The RoughTex Diamond Deck 5x6' charcoal mat offers a simple solution for areas that need protection for your flooring, such as a waterproof pet pad or a storage solution for your outdoor toys. Made of



www.homedepot.com





What about something like this. I've seen people use the rolls of this type mat on their garage floor. Perhaps you may have a 2nd use for it when puppy no longer needs it? or maybe you can find a small left over piece. Both Home Depot and Lower will sometimes have extra. Or you can use a piece of linoleum. I actually used this for my tortoise floor to help protect the wood floor in his house. I went to one of the local floor companies and asked for remnants. I actually got a pretty big roll for $20. in fact I have a nice piece left over but it would probably cost more to ship than you can find some for.


----------



## Mufar42 (Jan 1, 2017)

oops didn't see your post.


----------



## Skylar (Jul 29, 2016)

Mufar42 said:


> oops didn't see your post.


That’s okay, and I do appreciate the advice. You never know when the solution you chose and hope will work well, doesn’t.

I‘m glad I went with the vinyl remnant. It’s thin and lays flat on the floor so it’s less likely to be a tripping hazard compared to those gym mats. And there’s nothing for him to chew which might have been a problem with those whelping mats.

edited to fix typos caused by autocorrect


----------



## Ava. (Oct 21, 2020)

94Magna_Tom said:


> Oh my! Were edges lifted? I certainly wouldn't expect that!


Nope, it was in the kitchen. Flat floor. It wasn't even in the corner (his kennel WAS in the corner, but he didn't start chewing in the corner, theres a hole about 5 inches away from the corners). To get to the vinyl, first he chewed through the plastic crate bottom.

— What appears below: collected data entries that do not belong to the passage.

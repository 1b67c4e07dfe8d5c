//! Ticket classifiers: deterministic keyword rules over chat-session signals.
//!
//! Priority and tier are independent axes: a `tier1` ticket can be
//! `critical` and a `tier3` ticket can be `low`.
//!
//! ```text
//! ChatSession ──┬──▶ classify_priority ──▶ Priority
//!               └──▶ classify_tier     ──▶ SupportTier
//! ```

pub mod priority;
pub mod tier;

pub use priority::{classify_priority, Priority};
pub use tier::classify_tier;

/// First tag that equals one of `keywords`, ignoring ASCII case
pub fn first_matching_tag<'a, S: AsRef<str>>(tags: &'a [S], keywords: &[&str]) -> Option<&'a str> {
    tags.iter().map(AsRef::as_ref).find(|tag| {
        let tag = tag.trim();
        keywords.iter().any(|kw| tag.eq_ignore_ascii_case(kw))
    })
}

#[cfg(test)]
mod tests {
    use super::*;

    #[test]
    fn test_first_matching_tag_ignores_case_and_padding() {
        let tags = vec!["Billing".to_string(), " SECURITY ".to_string()];
        assert_eq!(first_matching_tag(&tags, &["security"]), Some(" SECURITY "));
        assert_eq!(first_matching_tag(&tags, &["billing", "security"]), Some("Billing"));
        assert_eq!(first_matching_tag(&tags, &["api"]), None);
    }

    #[test]
    fn test_first_matching_tag_empty() {
        let tags: Vec<String> = Vec::new();
        assert_eq!(first_matching_tag(&tags, &["security"]), None);
    }
}
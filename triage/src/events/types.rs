//! Ticket lifecycle events

use chrono::{DateTime, Utc};
use serde::{Deserialize, Serialize};

use crate::classify::Priority;
use crate::escalation::state::SupportTier;

/// All ticket lifecycle events
#[derive(Debug, Clone, Serialize, Deserialize)]
#[serde(tag = "type", rename_all = "snake_case")]
pub enum TicketEvent {
    /// A ticket was built from a finished chat
    TicketCreated {
        ticket_id: String,
        chat_session_id: String,
        priority: Priority,
        tier: SupportTier,
        suggestions: usize,
        timestamp: DateTime<Utc>,
    },

    /// An agent slot was committed for a ticket
    TicketAssigned {
        ticket_id: String,
        agent_id: String,
        tier: SupportTier,
        timestamp: DateTime<Utc>,
    },

    /// No agent had capacity at the ticket's tier
    TicketUnassigned {
        ticket_id: String,
        tier: SupportTier,
        timestamp: DateTime<Utc>,
    },

    /// A ticket moved up the escalation ladder
    TicketEscalated {
        ticket_id: String,
        from_tier: SupportTier,
        to_tier: SupportTier,
        priority: Priority,
        reason: String,
        escalated_by: String,
        timestamp: DateTime<Utc>,
    },

    /// An agent's slot was given back after reassignment
    AgentReleased {
        ticket_id: String,
        agent_id: String,
        timestamp: DateTime<Utc>,
    },
}

impl TicketEvent {
    pub fn event_type(&self) -> &'static str {
        match self {
            Self::TicketCreated { .. } => "ticket_created",
            Self::TicketAssigned { .. } => "ticket_assigned",
            Self::TicketUnassigned { .. } => "ticket_unassigned",
            Self::TicketEscalated { .. } => "ticket_escalated",
            Self::AgentReleased { .. } => "agent_released",
        }
    }

    pub fn ticket_id(&self) -> &str {
        match self {
            Self::TicketCreated { ticket_id, .. }
            | Self::TicketAssigned { ticket_id, .. }
            | Self::TicketUnassigned { ticket_id, .. }
            | Self::TicketEscalated { ticket_id, .. }
            | Self::AgentReleased { ticket_id, .. } => ticket_id.as_str(),
        }
    }

    pub fn agent_id(&self) -> Option<&str> {
        match self {
            Self::TicketAssigned { agent_id, .. } | Self::AgentReleased { agent_id, .. } => {
                Some(agent_id.as_str())
            }
            _ => None,
        }
    }

    pub fn timestamp(&self) -> DateTime<Utc> {
        match self {
            Self::TicketCreated { timestamp, .. }
            | Self::TicketAssigned { timestamp, .. }
            | Self::TicketUnassigned { timestamp, .. }
            | Self::TicketEscalated { timestamp, .. }
            | Self::AgentReleased { timestamp, .. } => *timestamp,
        }
    }
}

Oh, and it took him less than a hour to do this


----------



## Johanna (Jun 21, 2017)

When Zoe was a puppy I put down a space blanket (shiny side down, plastic side up) because it is 5' square, so big enough that a 4' x'4' ex pen fits nicely with extra outside the pen. Then I put newspaper on top. I put her crate in a back corner with the open door clipped to the side of the ex pen and her water and food bowls attached to the door of the crate so they could not be turned over. I set this up in the den because we are there most of the time. At night she had another crate in our bedroom to sleep in. She was 11 weeks old when I got her and she was house broken to using the dog door by the time she was 13 weeks old. Typical smart poodle!


----------



## PeggyTheParti (Sep 5, 2019)

Eek. I didn’t put anything down in Peggy’s pen. I’m thinking now we dodged a bullet! Our floor sure wasn’t happy when our Christmas tree stand leaked.

Would love to see a photo of your set-up if you feel like sharing, @Skylar.


----------



## Skylar (Jul 29, 2016)

The vinyl is a grey faux wood. You can see Theo sleeping in his crate and part of Babykins snoozing on the couch. The white mat is a bath mat in front of couch so Babykins has a safe take off and landing spot because wood floors are slippery. Theo’s travel crate is sitting on top of his crate but I have to move it somewhere else. He’s in Babykins original crate which is technically too large for a puppy. He has never soiled in there.

PtP you were lucky.

I wish is had a doggy door like Zoe has. That does make life easier.


----------



## 94Magna_Tom (Feb 23, 2021)

Ava. said:


> Nope, it was in the kitchen. Flat floor. It wasn't even in the corner (his kennel WAS in the corner, but he didn't start chewing in the corner, theres a hole about 5 inches away from the corners). To get to the vinyl, first he chewed through the plastic crate bottom.
> 
> Oh, and it took him less than a hour to do this


Well that's a real bummer! And hear I am thinking the kitchen floor (vinyl - linoleum) is a nice safe, waterproof, place for him. How in the world can he do that? Gotta have teeth pointing at an odd angle to get a grip, no? Hope he's gotten over that phase.


----------



## Skylar (Jul 29, 2016)

94Magna_Tom don’t worry. Poodles can be destructive if they are poorly raised, but they are not talented enough to chew a plastic crate bottom followed by a vinyl floor.

edited to add the word “not”.


----------



## PeggyTheParti (Sep 5, 2019)

Great set-up. Brings me right back to Peggy’s puppy days! For such relatively small creatures, they sure take up a lot of real estate. 

You’re lucky Theo doesn’t have accidents in the crate. We had to partition Peggy’s and leave only enough space and bedding for sleeping. Those first couple of months, she had a real affinity for pottying on soft things. Aside from that _minor_ detail (lol), she was pretty much housetrained from day 1.


----------



## Skylar (Jul 29, 2016)

PeggyTheParti said:


> You’re lucky Theo doesn’t have accidents in the crate. We had to partition Peggy’s and leave only enough space and bedding for sleeping. Those first couple of months, she had a real affinity for pottying on soft things. Aside from that _minor_ detail (lol), she was pretty much housetrained from day 1.


We’ve been very diligent about getting him outside to potty. Even in miserable weather. I caught him circling on the wood floor looking for a Grassy texture and got him out to potty quickly. I think he knows grass is where you potty. Can’t wait till the neuromuscular control kicks in at 6 months.


----------



## Ava. (Oct 21, 2020)

94Magna_Tom said:


> Well that's a real bummer! And hear I am thinking the kitchen floor (vinyl - linoleum) is a nice safe, waterproof, place for him. How in the world can he do that? Gotta have teeth pointing at an odd angle to get a grip, no? Hope he's gotten over that phase.


I have no idea. He did it because he was a foster with anxiety, but If he can do it, despite the reason, any dog could probably do it.


----------



## Carolinek (Apr 2, 2014)

I like the set-up! I hear you about bringing puppies home in cold weather. Gracie came home in January- she probably housebroke easily from sheer survival, lol! IOW, if I figure this out, they’ll stop bringing me out in ten degree weather every hour


----------